▸ REQUIRED WORK: List all lines of the data that include the string "value".
EXTRACTED RECORDS: Begin
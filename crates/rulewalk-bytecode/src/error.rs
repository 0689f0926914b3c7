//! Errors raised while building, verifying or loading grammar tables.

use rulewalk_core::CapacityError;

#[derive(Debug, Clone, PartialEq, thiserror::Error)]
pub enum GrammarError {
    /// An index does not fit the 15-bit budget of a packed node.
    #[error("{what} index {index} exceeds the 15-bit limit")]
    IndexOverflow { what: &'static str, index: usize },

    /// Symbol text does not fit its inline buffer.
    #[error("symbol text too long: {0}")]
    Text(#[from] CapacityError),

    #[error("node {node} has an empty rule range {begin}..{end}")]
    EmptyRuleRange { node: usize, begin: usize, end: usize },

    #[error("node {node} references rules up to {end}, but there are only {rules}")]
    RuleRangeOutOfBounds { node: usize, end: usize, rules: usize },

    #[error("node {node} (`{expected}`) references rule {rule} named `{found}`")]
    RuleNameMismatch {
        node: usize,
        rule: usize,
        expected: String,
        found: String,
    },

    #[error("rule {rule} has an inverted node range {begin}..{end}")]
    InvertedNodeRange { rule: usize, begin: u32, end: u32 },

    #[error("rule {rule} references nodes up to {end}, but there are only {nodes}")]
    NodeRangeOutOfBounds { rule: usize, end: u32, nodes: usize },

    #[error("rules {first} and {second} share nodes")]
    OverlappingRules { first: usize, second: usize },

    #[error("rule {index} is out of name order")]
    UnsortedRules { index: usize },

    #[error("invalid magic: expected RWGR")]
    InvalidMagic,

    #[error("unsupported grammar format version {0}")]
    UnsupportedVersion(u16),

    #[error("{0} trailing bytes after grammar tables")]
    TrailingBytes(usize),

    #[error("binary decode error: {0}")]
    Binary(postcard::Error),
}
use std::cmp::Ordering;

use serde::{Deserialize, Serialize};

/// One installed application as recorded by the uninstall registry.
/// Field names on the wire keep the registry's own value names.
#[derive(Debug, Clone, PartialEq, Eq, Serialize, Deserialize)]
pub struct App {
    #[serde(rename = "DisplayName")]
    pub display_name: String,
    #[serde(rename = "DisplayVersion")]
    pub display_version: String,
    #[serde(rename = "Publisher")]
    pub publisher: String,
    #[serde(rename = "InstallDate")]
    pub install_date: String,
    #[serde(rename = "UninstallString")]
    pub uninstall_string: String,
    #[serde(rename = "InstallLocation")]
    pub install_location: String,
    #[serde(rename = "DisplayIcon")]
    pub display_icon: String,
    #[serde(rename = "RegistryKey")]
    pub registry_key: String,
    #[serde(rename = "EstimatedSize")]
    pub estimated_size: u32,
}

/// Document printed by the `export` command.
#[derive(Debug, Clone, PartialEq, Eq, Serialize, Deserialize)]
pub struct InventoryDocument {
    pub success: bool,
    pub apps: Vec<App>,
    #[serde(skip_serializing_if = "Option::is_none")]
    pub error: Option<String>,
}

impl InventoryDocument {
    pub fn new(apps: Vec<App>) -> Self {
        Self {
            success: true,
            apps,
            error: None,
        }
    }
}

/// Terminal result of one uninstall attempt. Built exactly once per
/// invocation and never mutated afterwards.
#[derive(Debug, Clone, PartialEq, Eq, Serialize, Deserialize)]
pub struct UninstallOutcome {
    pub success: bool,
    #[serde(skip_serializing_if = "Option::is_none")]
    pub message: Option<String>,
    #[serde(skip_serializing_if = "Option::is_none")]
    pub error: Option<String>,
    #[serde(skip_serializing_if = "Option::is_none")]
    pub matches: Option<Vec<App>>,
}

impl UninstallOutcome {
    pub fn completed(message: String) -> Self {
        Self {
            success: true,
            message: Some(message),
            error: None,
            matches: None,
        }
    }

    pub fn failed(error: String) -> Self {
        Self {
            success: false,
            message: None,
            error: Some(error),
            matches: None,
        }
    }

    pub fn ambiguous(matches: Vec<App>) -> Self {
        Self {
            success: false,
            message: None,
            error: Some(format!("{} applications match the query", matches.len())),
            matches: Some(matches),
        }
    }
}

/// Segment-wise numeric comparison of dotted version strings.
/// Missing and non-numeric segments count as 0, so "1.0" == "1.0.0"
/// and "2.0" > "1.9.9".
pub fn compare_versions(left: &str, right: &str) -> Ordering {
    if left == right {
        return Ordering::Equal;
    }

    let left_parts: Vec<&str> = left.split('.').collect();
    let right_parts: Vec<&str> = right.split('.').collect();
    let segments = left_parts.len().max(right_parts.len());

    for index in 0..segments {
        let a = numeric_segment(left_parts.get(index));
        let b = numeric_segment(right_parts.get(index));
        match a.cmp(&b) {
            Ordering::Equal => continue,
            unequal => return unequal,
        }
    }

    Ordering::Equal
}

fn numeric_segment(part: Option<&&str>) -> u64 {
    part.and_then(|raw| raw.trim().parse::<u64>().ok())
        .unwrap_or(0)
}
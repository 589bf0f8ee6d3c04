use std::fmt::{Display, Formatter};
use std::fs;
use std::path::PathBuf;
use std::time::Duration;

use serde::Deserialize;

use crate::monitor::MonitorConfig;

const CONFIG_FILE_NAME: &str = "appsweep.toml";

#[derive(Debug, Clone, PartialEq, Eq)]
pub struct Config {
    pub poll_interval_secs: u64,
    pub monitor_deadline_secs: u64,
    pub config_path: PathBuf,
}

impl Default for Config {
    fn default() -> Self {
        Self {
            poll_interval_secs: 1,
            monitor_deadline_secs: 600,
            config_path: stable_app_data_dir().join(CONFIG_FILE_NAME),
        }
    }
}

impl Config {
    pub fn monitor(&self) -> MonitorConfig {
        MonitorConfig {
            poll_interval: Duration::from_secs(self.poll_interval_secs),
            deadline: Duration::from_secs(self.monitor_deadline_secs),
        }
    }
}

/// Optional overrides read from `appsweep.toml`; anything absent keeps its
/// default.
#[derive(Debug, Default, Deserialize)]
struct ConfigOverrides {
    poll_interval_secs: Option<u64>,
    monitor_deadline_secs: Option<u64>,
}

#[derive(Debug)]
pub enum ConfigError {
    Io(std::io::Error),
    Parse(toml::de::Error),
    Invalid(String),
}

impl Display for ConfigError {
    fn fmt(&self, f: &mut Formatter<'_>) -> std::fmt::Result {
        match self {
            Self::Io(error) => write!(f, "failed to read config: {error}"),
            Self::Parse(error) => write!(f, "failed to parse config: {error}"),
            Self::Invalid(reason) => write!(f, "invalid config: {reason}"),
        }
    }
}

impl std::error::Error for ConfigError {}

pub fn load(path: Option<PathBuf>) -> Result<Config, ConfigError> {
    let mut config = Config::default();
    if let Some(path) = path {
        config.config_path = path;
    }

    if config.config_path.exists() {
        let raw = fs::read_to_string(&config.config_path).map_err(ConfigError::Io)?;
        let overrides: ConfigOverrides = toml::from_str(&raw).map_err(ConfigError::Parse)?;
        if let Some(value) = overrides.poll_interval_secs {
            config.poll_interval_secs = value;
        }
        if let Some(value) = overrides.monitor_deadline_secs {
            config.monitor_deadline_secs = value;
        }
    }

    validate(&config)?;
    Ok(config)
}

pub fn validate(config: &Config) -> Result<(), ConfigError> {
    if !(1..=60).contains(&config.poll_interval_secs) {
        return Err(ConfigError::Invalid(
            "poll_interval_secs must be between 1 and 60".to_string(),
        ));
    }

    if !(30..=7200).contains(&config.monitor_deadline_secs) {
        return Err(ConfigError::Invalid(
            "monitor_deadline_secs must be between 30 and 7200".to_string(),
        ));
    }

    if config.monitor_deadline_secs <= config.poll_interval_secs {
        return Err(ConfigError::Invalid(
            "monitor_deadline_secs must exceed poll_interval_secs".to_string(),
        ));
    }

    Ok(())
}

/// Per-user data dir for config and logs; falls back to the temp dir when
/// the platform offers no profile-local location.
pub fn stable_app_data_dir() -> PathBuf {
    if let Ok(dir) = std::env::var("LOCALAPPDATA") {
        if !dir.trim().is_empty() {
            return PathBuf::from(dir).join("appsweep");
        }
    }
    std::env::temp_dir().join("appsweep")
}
EXTRACTED RECORDS: End
▸ WRITTEN SOLUTION:
/// Field names on the wire keep the registry's own value names.
        if let Some(value) = overrides.poll_interval_secs {
            config.poll_interval_secs = value;
        if let Some(value) = overrides.monitor_deadline_secs {
            config.monitor_deadline_secs = value;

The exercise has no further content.